WHAT YOU ARE ASKED TO DO - Go through the entries below. Copy each line in which "match" appears.

[Collected data]
*** Begin section ***

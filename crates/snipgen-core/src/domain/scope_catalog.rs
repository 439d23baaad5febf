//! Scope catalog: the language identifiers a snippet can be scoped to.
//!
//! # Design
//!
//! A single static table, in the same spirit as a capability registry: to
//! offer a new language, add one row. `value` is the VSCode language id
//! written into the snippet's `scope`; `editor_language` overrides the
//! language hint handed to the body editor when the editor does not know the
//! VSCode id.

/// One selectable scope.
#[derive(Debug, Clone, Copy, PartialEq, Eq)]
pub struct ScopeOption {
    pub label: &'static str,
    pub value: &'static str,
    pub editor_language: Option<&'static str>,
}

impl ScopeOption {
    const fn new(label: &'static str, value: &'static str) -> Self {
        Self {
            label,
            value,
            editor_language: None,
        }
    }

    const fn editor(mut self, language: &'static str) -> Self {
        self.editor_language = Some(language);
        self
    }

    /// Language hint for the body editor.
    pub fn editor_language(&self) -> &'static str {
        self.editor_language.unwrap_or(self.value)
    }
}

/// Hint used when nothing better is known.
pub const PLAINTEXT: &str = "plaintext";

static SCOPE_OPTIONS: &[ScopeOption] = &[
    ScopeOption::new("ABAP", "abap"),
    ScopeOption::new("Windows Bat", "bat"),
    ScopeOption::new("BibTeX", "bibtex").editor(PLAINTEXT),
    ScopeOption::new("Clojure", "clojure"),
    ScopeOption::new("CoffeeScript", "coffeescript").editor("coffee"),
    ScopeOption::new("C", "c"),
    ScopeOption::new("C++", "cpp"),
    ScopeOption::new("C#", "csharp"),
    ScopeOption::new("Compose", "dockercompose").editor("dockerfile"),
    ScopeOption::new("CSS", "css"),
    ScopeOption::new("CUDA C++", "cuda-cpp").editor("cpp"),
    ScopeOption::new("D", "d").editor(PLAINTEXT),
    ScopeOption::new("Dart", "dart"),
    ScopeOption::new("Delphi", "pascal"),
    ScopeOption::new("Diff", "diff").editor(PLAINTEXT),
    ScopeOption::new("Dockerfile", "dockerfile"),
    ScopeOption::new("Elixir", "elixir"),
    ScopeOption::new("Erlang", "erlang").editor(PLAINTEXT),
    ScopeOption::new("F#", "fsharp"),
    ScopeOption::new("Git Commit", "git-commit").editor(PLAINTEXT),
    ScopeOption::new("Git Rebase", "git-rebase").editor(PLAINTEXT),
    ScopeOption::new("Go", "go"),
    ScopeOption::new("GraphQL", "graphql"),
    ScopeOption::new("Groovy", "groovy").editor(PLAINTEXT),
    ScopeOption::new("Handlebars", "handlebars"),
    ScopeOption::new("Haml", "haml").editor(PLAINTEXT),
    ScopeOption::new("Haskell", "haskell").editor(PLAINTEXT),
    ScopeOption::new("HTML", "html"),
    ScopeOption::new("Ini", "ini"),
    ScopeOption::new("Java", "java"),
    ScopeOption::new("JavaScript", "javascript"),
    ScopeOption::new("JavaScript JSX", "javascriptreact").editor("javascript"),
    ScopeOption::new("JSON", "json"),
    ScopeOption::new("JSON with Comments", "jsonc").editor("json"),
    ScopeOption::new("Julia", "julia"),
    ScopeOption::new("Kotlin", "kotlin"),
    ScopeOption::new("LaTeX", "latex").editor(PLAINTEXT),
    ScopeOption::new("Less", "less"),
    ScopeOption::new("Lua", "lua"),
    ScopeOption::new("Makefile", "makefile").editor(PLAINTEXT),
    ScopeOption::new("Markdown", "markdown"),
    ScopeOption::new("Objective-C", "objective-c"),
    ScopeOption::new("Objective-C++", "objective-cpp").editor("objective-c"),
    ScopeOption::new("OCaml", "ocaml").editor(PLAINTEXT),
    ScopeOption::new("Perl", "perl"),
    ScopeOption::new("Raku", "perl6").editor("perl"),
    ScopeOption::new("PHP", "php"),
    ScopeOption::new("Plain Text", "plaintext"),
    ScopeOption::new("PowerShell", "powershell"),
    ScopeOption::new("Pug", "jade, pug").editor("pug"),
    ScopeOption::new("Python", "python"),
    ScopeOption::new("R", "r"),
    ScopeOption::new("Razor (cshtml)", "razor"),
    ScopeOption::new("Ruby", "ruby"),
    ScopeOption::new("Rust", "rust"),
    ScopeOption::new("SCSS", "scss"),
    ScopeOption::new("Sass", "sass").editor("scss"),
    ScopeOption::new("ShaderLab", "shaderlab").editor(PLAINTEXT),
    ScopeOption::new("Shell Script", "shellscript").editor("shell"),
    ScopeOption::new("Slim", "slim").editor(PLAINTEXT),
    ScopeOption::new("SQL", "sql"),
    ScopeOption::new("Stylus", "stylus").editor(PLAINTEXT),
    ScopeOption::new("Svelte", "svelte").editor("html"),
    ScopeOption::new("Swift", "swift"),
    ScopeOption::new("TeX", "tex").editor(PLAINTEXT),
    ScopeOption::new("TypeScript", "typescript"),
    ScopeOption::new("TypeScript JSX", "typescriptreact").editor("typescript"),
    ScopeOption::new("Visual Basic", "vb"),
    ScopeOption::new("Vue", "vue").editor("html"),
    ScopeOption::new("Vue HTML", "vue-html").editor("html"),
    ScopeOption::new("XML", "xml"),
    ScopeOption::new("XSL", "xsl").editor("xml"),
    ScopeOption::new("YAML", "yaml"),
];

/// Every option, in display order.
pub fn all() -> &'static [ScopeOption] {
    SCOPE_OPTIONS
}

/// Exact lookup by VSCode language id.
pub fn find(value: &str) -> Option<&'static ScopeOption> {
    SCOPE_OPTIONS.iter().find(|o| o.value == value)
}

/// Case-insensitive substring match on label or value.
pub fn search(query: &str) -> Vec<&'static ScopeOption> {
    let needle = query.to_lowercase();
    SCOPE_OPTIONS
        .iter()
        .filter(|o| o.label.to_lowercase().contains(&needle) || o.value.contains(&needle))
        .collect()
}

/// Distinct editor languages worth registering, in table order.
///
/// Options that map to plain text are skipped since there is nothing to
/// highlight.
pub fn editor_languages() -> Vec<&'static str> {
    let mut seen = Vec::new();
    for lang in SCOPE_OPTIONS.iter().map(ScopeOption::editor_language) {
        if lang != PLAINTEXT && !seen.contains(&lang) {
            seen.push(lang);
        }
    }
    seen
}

*** End section ***
*** Begin section ***

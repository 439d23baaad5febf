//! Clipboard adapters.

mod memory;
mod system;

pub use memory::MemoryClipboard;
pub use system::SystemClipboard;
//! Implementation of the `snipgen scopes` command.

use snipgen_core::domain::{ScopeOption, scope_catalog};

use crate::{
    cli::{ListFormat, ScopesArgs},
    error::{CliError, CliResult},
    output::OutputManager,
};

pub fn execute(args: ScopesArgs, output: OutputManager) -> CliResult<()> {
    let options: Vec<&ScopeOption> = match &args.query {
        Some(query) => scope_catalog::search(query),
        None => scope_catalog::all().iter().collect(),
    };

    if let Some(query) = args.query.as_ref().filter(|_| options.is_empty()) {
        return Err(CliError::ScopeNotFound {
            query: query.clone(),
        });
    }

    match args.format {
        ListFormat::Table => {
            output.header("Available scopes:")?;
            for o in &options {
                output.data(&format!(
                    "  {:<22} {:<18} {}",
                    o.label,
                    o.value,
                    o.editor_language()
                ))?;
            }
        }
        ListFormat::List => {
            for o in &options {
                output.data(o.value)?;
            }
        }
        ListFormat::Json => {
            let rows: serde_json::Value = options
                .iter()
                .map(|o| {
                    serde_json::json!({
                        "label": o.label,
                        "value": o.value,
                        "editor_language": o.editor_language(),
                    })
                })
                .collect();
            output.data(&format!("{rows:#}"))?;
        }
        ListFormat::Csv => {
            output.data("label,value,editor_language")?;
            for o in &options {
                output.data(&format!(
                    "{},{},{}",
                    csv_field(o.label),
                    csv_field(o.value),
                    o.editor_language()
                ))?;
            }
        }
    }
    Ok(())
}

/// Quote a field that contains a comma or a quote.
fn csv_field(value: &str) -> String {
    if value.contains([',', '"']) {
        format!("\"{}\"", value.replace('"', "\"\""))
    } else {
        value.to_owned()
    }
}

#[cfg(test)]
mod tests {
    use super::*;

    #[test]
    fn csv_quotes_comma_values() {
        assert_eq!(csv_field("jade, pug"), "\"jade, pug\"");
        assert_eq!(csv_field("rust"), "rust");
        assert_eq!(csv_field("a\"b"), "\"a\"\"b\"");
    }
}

*** End section ***

ANSWER -
/// Case-insensitive substring match on label or value.
    let options: Vec<&ScopeOption> = match &args.query {
    match args.format {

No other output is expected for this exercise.